>>>>
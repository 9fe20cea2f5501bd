use rayon::prelude::*;
use sig_core::{BinaryImage, FeatureConfig, Keypoint};

use crate::corner_detection::CornerDetector;
use crate::error::{FastError, FastResult};
use crate::refinement::KeypointRefinement;

/// FAST corner detector for binary images
#[derive(Debug, Clone)]
pub struct FastDetector {
    cfg: FeatureConfig,
}

impl FastDetector {
    /// Creates a new FAST detector with validation
    pub fn new(cfg: FeatureConfig) -> FastResult<Self> {
        Self::validate_config(&cfg)?;
        Ok(Self { cfg })
    }

    /// Check every setting the detector and descriptor rely on
    pub fn validate_config(cfg: &FeatureConfig) -> FastResult<()> {
        // 0 would detect everything, >127 could cause issues with u8 arithmetic
        if cfg.fast_threshold == 0 || cfg.fast_threshold > 127 {
            return Err(FastError::InvalidThreshold(cfg.fast_threshold));
        }
        if cfg.patch_size % 2 == 0 || cfg.patch_size < 7 {
            return Err(FastError::InvalidPatchSize(cfg.patch_size));
        }
        if cfg.max_features == 0 {
            return Err(FastError::InvalidMaxFeatures(cfg.max_features));
        }
        if !cfg.nms_distance.is_finite() || cfg.nms_distance < 0.0 {
            return Err(FastError::InvalidNmsDistance(cfg.nms_distance));
        }
        if cfg.n_threads == 0 {
            return Err(FastError::InvalidThreads(cfg.n_threads));
        }
        Ok(())
    }

    /// Detect, suppress, cap and orient keypoints. Output is ordered
    /// strongest first and is identical for identical images.
    pub fn detect_keypoints(&self, img: &BinaryImage) -> Vec<Keypoint> {
        let candidates = self.detect_keypoints_with_response(img);
        let kept = KeypointRefinement::non_maximum_suppression(
            &candidates,
            self.cfg.nms_distance,
            self.cfg.max_features,
        );
        log::trace!(
            "FAST: {} candidates, {} after suppression",
            candidates.len(),
            kept.len()
        );

        let radius = self.cfg.patch_size / 2;
        kept.into_par_iter()
            .map(|kp| Keypoint {
                angle: KeypointRefinement::compute_orientation(img, kp.x, kp.y, radius),
                ..kp
            })
            .collect()
    }

    /// Raw FAST corners with Harris responses, before suppression
    pub fn detect_keypoints_with_response(&self, img: &BinaryImage) -> Vec<Keypoint> {
        CornerDetector::detect_candidates(img, self.cfg.border(), self.cfg.fast_threshold)
    }

    /// Get detector configuration
    pub fn config(&self) -> &FeatureConfig {
        &self.cfg
    }
}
<<<<
Exercise description:
Once you reach the line containing "for binary images", include it and stop; until then, reproduce each line of the listing from its start exactly.

Problem solution:
repository 9fe20cea2f5501bd
use rayon::prelude::*;
use sig_core::{BinaryImage, FeatureConfig, Keypoint};

use crate::corner_detection::CornerDetector;
use crate::error::{FastError, FastResult};
use crate::refinement::KeypointRefinement;

/// FAST corner detector for binary images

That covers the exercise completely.